=== Data extracts ===

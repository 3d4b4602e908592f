//! # Nspawn Handler — systemd-nspawn machines via machinectl
//!
//! Machines are created from a template (cloned from the local machine
//! image pool, or imported from a tarball when the template is a path),
//! started and stopped through `machinectl`, and reached for in-machine
//! execution through `systemd-run --machine`.
//!
//! The deploy/execute sub-protocols mirror the container handler with
//! nspawn's own primitives: `machinectl copy-to` for staging and
//! `systemd-run --pipe --wait` for in-target execution.

use crate::command::{self, VarContext};
use crate::constants::{DEFAULT_REXX_PATH, PROBE_TIMEOUT, validate_resource_name};
use crate::error::{Error, Result};
use crate::handlers::{
    read_script_file, require_local_binary, target_script_path, temp_script_path, AddressHandler,
    HandlerConfig, Response,
};
use crate::policy::SecurityPolicy;
use crate::process::{ExecSpec, ProcessGateway, ProcessResult};
use crate::resource::{BackendFlavor, ManagedResource, ResourceRegistry, ResourceStatus};
use async_trait::async_trait;
use std::path::Path;
use std::sync::Arc;
use std::time::Duration;
use tracing::{debug, info, warn};

/// ADDRESS handler for systemd-nspawn machines.
pub struct NspawnHandler {
    gateway: Arc<dyn ProcessGateway>,
    policy: SecurityPolicy,
    registry: ResourceRegistry,
    timeout: Duration,
    machines_path: Option<String>,
    default_rexx_binary: Option<String>,
    available: bool,
}

impl NspawnHandler {
    /// Creates an uninitialized handler over the given gateway.
    pub fn new(gateway: Arc<dyn ProcessGateway>) -> Self {
        Self {
            gateway,
            policy: SecurityPolicy::default(),
            registry: ResourceRegistry::new(
                "Machine",
                "machines",
                crate::constants::DEFAULT_MAX_RESOURCES,
            ),
            timeout: Duration::from_millis(crate::constants::DEFAULT_TIMEOUT_MS),
            machines_path: None,
            default_rexx_binary: None,
            available: false,
        }
    }

    /// The handler's resource registry.
    pub fn registry(&self) -> &ResourceRegistry {
        &self.registry
    }

    async fn run(&self, program: &str, args: Vec<String>) -> Result<ProcessResult> {
        if !self.available {
            return Err(Error::Internal("nspawn handler not initialized".to_string()));
        }
        let spec = ExecSpec::new(program, args).with_timeout(self.timeout);
        self.gateway.execute(spec).await
    }

    async fn run_lifecycle(
        &self,
        operation: &str,
        program: &str,
        args: Vec<String>,
    ) -> Result<ProcessResult> {
        let result = self.run(program, args).await?;
        if result.timed_out {
            return Err(Error::Timeout {
                operation: operation.to_string(),
                duration: self.timeout,
            });
        }
        if result.exit_code != 0 {
            let stderr = if result.stderr.trim().is_empty() {
                result.stdout.trim().to_string()
            } else {
                result.stderr.trim().to_string()
            };
            return Err(Error::OperationFailed {
                operation: operation.to_string(),
                stderr,
            });
        }
        Ok(result)
    }

    /// In-machine exec primitive: `systemd-run --machine=X --pipe --wait`.
    fn exec_args(name: &str, command: &[&str]) -> Vec<String> {
        let mut args: Vec<String> = vec![
            format!("--machine={}", name),
            "--pipe".into(),
            "--wait".into(),
            "--quiet".into(),
        ];
        args.extend(command.iter().map(|s| s.to_string()));
        args
    }

    // =========================================================================
    // Operations
    // =========================================================================

    async fn create(&self, cmd: &command::Command) -> Result<Response> {
        let name = cmd.require("name")?;
        validate_resource_name(name).map_err(|reason| Error::InvalidParameter {
            parameter: "name".to_string(),
            value: format!("{} ({})", name, reason),
        })?;
        let template = cmd.require_any(&["template", "image"])?;
        self.policy.require_template(template)?;

        self.registry.ensure_capacity().await?;

        // A path template is imported from a tarball; a bare name is
        // cloned from the local machine image pool.
        let args: Vec<String> = if template.contains('/') {
            let template_path = match &self.machines_path {
                Some(root) if !template.starts_with('/') => {
                    format!("{}/{}", root, template)
                }
                _ => template.to_string(),
            };
            vec!["import-tar".into(), template_path, name.to_string()]
        } else {
            vec!["clone".into(), template.to_string(), name.to_string()]
        };
        self.run_lifecycle("Create", "machinectl", args).await?;

        let mut resource = ManagedResource::new(name, name, BackendFlavor::Nspawn);
        resource.image = Some(template.to_string());
        self.registry.insert(resource).await?;

        info!(machine = name, template, "created machine");
        Ok(Response::ok("create")
            .with("name", name)
            .with("template", template)
            .with("status", ResourceStatus::Created.to_string()))
    }

    async fn start(&self, cmd: &command::Command) -> Result<Response> {
        let name = cmd.require("name")?;
        self.registry.get(name).await?;
        self.run_lifecycle("Start", "machinectl", vec!["start".into(), name.to_string()])
            .await?;
        let resource = self
            .registry
            .update(name, |r| r.status = ResourceStatus::Running)
            .await?;
        info!(machine = name, "started machine");
        Ok(Response::ok("start")
            .with("name", name)
            .with("status", resource.status.to_string()))
    }

    async fn stop(&self, cmd: &command::Command) -> Result<Response> {
        let name = cmd.require("name")?;
        self.registry.get(name).await?;
        self.run_lifecycle(
            "Stop",
            "machinectl",
            vec!["poweroff".into(), name.to_string()],
        )
        .await?;
        let resource = self
            .registry
            .update(name, |r| r.status = ResourceStatus::Stopped)
            .await?;
        info!(machine = name, "stopped machine");
        Ok(Response::ok("stop")
            .with("name", name)
            .with("status", resource.status.to_string()))
    }

    async fn remove(&self, cmd: &command::Command) -> Result<Response> {
        let name = cmd.require_any(&["name", "machine"])?;
        let force = cmd.get_bool("force");
        let resource = self.registry.get(name).await?;
        if resource.status == ResourceStatus::Running {
            if !force {
                return Err(Error::InvalidState {
                    kind: "Machine".to_string(),
                    name: name.to_string(),
                    state: resource.status.to_string(),
                    expected: "stopped (or force=true)".to_string(),
                });
            }
            self.run_lifecycle(
                "Remove",
                "machinectl",
                vec!["terminate".into(), name.to_string()],
            )
            .await?;
        }
        self.run_lifecycle(
            "Remove",
            "machinectl",
            vec!["remove".into(), name.to_string()],
        )
        .await?;
        self.registry.remove(name).await?;

        info!(machine = name, force, "removed machine");
        Ok(Response::ok("remove").with("name", name).with("removed", true))
    }

    async fn list(&self) -> Result<Response> {
        let result = self
            .run_lifecycle(
                "List",
                "machinectl",
                vec!["list".into(), "--no-legend".into()],
            )
            .await?;
        let tracked = self.registry.list().await;
        let machines =
            serde_json::to_value(&tracked).map_err(|e| Error::Serialization(e.to_string()))?;
        Ok(Response::ok("list")
            .with("machines", machines)
            .with("count", tracked.len() as i64)
            .with("backendOutput", result.stdout.trim()))
    }

    async fn status(&self, cmd: &command::Command) -> Result<Response> {
        let name = cmd.require_any(&["name", "machine"])?;
        let resource = self.registry.get(name).await?;
        let result = self
            .run_lifecycle(
                "Status",
                "machinectl",
                vec!["show".into(), name.to_string(), "--property=State".into()],
            )
            .await?;
        let state = result
            .stdout
            .trim()
            .strip_prefix("State=")
            .unwrap_or(result.stdout.trim())
            .to_string();
        Ok(Response::ok("status")
            .with("name", name)
            .with("status", state)
            .with("registryStatus", resource.status.to_string()))
    }

    async fn logs(&self, cmd: &command::Command) -> Result<Response> {
        let name = cmd.require_any(&["name", "machine"])?;
        self.registry.get(name).await?;
        let tail = cmd.get_u64("tail")?.unwrap_or(50);
        let result = self
            .run_lifecycle(
                "Logs",
                "journalctl",
                vec![
                    "-M".into(),
                    name.to_string(),
                    "-n".into(),
                    tail.to_string(),
                    "--no-pager".into(),
                ],
            )
            .await?;
        Ok(Response::ok("logs")
            .with("name", name)
            .with("logs", result.stdout))
    }

    async fn deploy_rexx(&self, cmd: &command::Command) -> Result<Response> {
        let name = cmd.require_any(&["machine", "container"])?;
        self.registry.get(name).await?;

        let binary = match cmd.get("rexx_binary") {
            Some(path) => path.to_string(),
            None => self
                .default_rexx_binary
                .clone()
                .ok_or_else(|| Error::MissingParameter {
                    operation: "deploy_rexx".to_string(),
                    parameter: "rexx_binary".to_string(),
                })?,
        };
        require_local_binary(&binary).await?;
        let target_path = cmd.get("target").unwrap_or(DEFAULT_REXX_PATH).to_string();

        self.run_lifecycle(
            "Deploy",
            "machinectl",
            vec![
                "copy-to".into(),
                name.to_string(),
                binary.clone(),
                target_path.clone(),
            ],
        )
        .await?;
        self.run_lifecycle(
            "Deploy",
            "systemd-run",
            Self::exec_args(name, &["chmod", "+x", &target_path]),
        )
        .await?;

        self.registry
            .update(name, |r| {
                r.has_rexx = true;
                r.rexx_path = Some(target_path.clone());
            })
            .await?;

        info!(machine = name, path = %target_path, "deployed RexxJS binary");
        Ok(Response::ok("deploy_rexx")
            .with("machine", name)
            .with("rexxPath", target_path)
            .with("hasRexx", true))
    }

    async fn execute(&self, cmd: &command::Command) -> Result<Response> {
        let name = cmd.require_any(&["machine", "name", "container"])?;
        let guest_cmd = cmd.require("command")?;
        self.registry.get(name).await?;

        let result = self
            .run(
                "systemd-run",
                Self::exec_args(name, &["/bin/sh", "-c", guest_cmd]),
            )
            .await?;
        self.translate_execution("execute", name, result)
    }

    async fn execute_script(&self, name: &str, script: &str) -> Result<Response> {
        let resource = self.registry.get(name).await?;
        let rexx_path = resource
            .rexx_path
            .unwrap_or_else(|| DEFAULT_REXX_PATH.to_string());

        let host_path = temp_script_path();
        tokio::fs::write(&host_path, script).await?;
        let guest_path = target_script_path(&host_path);

        let outcome = self
            .run_staged(name, &host_path, &guest_path, &rexx_path)
            .await;

        if let Err(e) = tokio::fs::remove_file(&host_path).await {
            warn!(path = %host_path.display(), error = %e, "failed to remove host temp script");
        }
        match self
            .run(
                "systemd-run",
                Self::exec_args(name, &["rm", "-f", &guest_path]),
            )
            .await
        {
            Ok(r) if r.exit_code != 0 => {
                warn!(machine = name, path = %guest_path, "failed to remove staged script")
            }
            Err(e) => warn!(machine = name, error = %e, "cleanup exec failed"),
            _ => {}
        }

        self.translate_execution("execute_rexx", name, outcome?)
    }

    async fn run_staged(
        &self,
        name: &str,
        host_path: &Path,
        guest_path: &str,
        rexx_path: &str,
    ) -> Result<ProcessResult> {
        self.run_lifecycle(
            "Execute",
            "machinectl",
            vec![
                "copy-to".into(),
                name.to_string(),
                host_path.to_string_lossy().into_owned(),
                guest_path.to_string(),
            ],
        )
        .await?;
        self.run(
            "systemd-run",
            Self::exec_args(name, &[rexx_path, guest_path]),
        )
        .await
    }

    fn translate_execution(
        &self,
        operation: &str,
        name: &str,
        result: ProcessResult,
    ) -> Result<Response> {
        if result.timed_out {
            return Err(Error::Timeout {
                operation: operation.to_string(),
                duration: self.timeout,
            });
        }
        if result.exit_code == 0 {
            Ok(Response::ok(operation)
                .with("machine", name)
                .with("output", result.stdout)
                .with("exitCode", 0))
        } else {
            debug!(
                machine = name,
                exit_code = result.exit_code,
                "guest script exited nonzero"
            );
            Ok(
                Response::execution_failure(operation, result.exit_code, &result.stderr)
                    .with("machine", name)
                    .with("output", result.stdout),
            )
        }
    }
}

=== Instructions to follow ===
Reproduce every line of the material above that has the string "BackendFlavor".

=== Result of the exercise ===
use crate::resource::{BackendFlavor, ManagedResource, ResourceRegistry, ResourceStatus};
        let mut resource = ManagedResource::new(name, name, BackendFlavor::Nspawn);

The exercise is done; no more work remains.